Anunciada em agosto, a bandeira escassez hídrica foi uma das
medidas estabelecidas pelo governo em 2021 para evitar falhas no fornecimento
de energia em meio a grave crise hídrica. O patamar, que se encerra em 30 de
abril, representa uma cobrança adicional de R$ 14,20 a cada 100 quilowatts-hora
(kWh). Em um cenário muito diferente, já que choveu o suficiente para garantir
a recuperação dos reservatórios, o governo descarta a possibilidade de
prorrogar a cobrança adicional ou a criação de um patamar extraordinário.

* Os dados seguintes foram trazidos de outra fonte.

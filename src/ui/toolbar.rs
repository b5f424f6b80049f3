// Copyright (c) 2025, Jason Jenkins
// SPDX-License-Identifier: BSD-3-Clause

//! Toolbar with frame, zoom and file actions.

/// Result of toolbar interaction.
#[derive(Debug, Clone, Copy, PartialEq, Eq)]
pub enum ToolbarAction {
    None,
    RandomFrame,
    ZoomIn,
    ZoomOut,
    ResetZoom,
    Save,
    ResetToOriginal,
}

/// Display the toolbar.
pub fn show(ui: &mut egui::Ui, zoom_label: &str, frame_label: &str) -> ToolbarAction {
    let mut action = ToolbarAction::None;

    ui.horizontal(|ui| {
        ui.spacing_mut().item_spacing.x = 8.0;

        if ui.button("🎲 Random Frame").clicked() {
            action = ToolbarAction::RandomFrame;
        }
        ui.label(frame_label);

        ui.separator();

        if ui.button("🔍+ Zoom In").clicked() {
            action = ToolbarAction::ZoomIn;
        }
        if ui.button("🔍- Zoom Out").clicked() {
            action = ToolbarAction::ZoomOut;
        }
        if ui.button("Reset Zoom").clicked() {
            action = ToolbarAction::ResetZoom;
        }
        ui.label(zoom_label);

        ui.separator();

        if ui.button("💾 Save Config").clicked() {
            action = ToolbarAction::Save;
        }
        if ui.button("↺ Reset to Original").clicked() {
            action = ToolbarAction::ResetToOriginal;
        }

        ui.separator();
        ui.label(
            egui::RichText::new("Drag to pan, scroll to zoom")
                .italics()
                .weak(),
        );
    });

    action
}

Com a queda da tarifa extra, a Aneel voltará a adotar os
moldes tradicionais do sistema de bandeiras, criado em 2015. Além de
possibilitar ao consumidor saber o custo real da geração e adaptar o consumo,
as bandeiras atenuam os efeitos no orçamento das distribuidoras, que não
precisam “carregar” os custos até o reajuste anual quando é necessário comprar
uma energia mais cara. Na prática, as cores verde, amarela ou vermelha indicam
se haverá ou não cobrança extra nas contas de luz e o valor. O patamar para
maio será divulgado no dia 29 de abril.
Para o gerente de Preços e Estudos de Mercado da consultoria
Thymos Energia, Gustavo Carvalho, a cobrança mais cara já poderia ter sido
suspensa há alguns meses, dado o cenário positivo em relação às chuvas. Nos
últimos meses, o governo tem limitado a quantidade e o valor das usinas
térmicas em operação. “O propósito das bandeiras tarifárias é sinalizar o custo
do despacho térmico. Como o custo agora é menor, não faz sentido manter uma
bandeira”, afirma. Ele estima que em julho, agosto e setembro deve ser acionada
bandeira amarela.
Desaceleração da inflação
Além dos efeitos positivos para os consumidores, o fim da
bandeira extraordinária deve levar a uma desaceleração da inflação em maio. Em
2021, a economia foi fortemente impactada pelos sucessivos aumentos na conta de
luz. A criação do patamar extraordinário e outras medidas com custos
bilionários adotadas pelo governo foram responsáveis por pressionar os preços
da energia, que fecharam 2021 com alta de 21,21%. O cenário foi citado pelo
presidente do Banco Central, Roberto Campos Neto, em carta enviada ao ministro
da Economia, Paulo Guedes, para explicar os motivos que levaram a inflação a
ficar fora da meta estabelecida.
O economista do Instituto Brasileiro de Economia da Fundação
Getúlio Vargas (Ibre-FGV) André Braz afirma que, caso a agência decida, de
fato, acionar bandeira verde, o impacto será absorvido já em maio. "A mudança na bandeira vai trazer uma
redução destacada no preço da energia elétrica e um efeito grande na inflação
média, que pode até ser negativa. A previsão é de um IPCA médio de -0,20% em
maio", explica. "É um efeito nacional, todas as cidades vão registrar
o movimento ao mesmo tempo, diferente dos reajustes das distribuidoras, que
acontecem em datas diferentes."
Na mesma linha, o economista-chefe da Austin Rating, Alex
Agostini, afirma que qualquer redução na energia tem impactos positivos na
inflação, mas que isso é um movimento pontual. "Vai ser uma notícia boa,
pois energia elétrica é um dos itens que mais pesa na inflação. É um alívio,
mas não suficiente para tirar a inflação da trajetória de alta que vem sendo
observada nos últimos meses." Agostini destaca que outros componentes
podem fazer com que os preços desacelerem em maio, como o valor do dólar e uma
possível redução no preço do petróleo.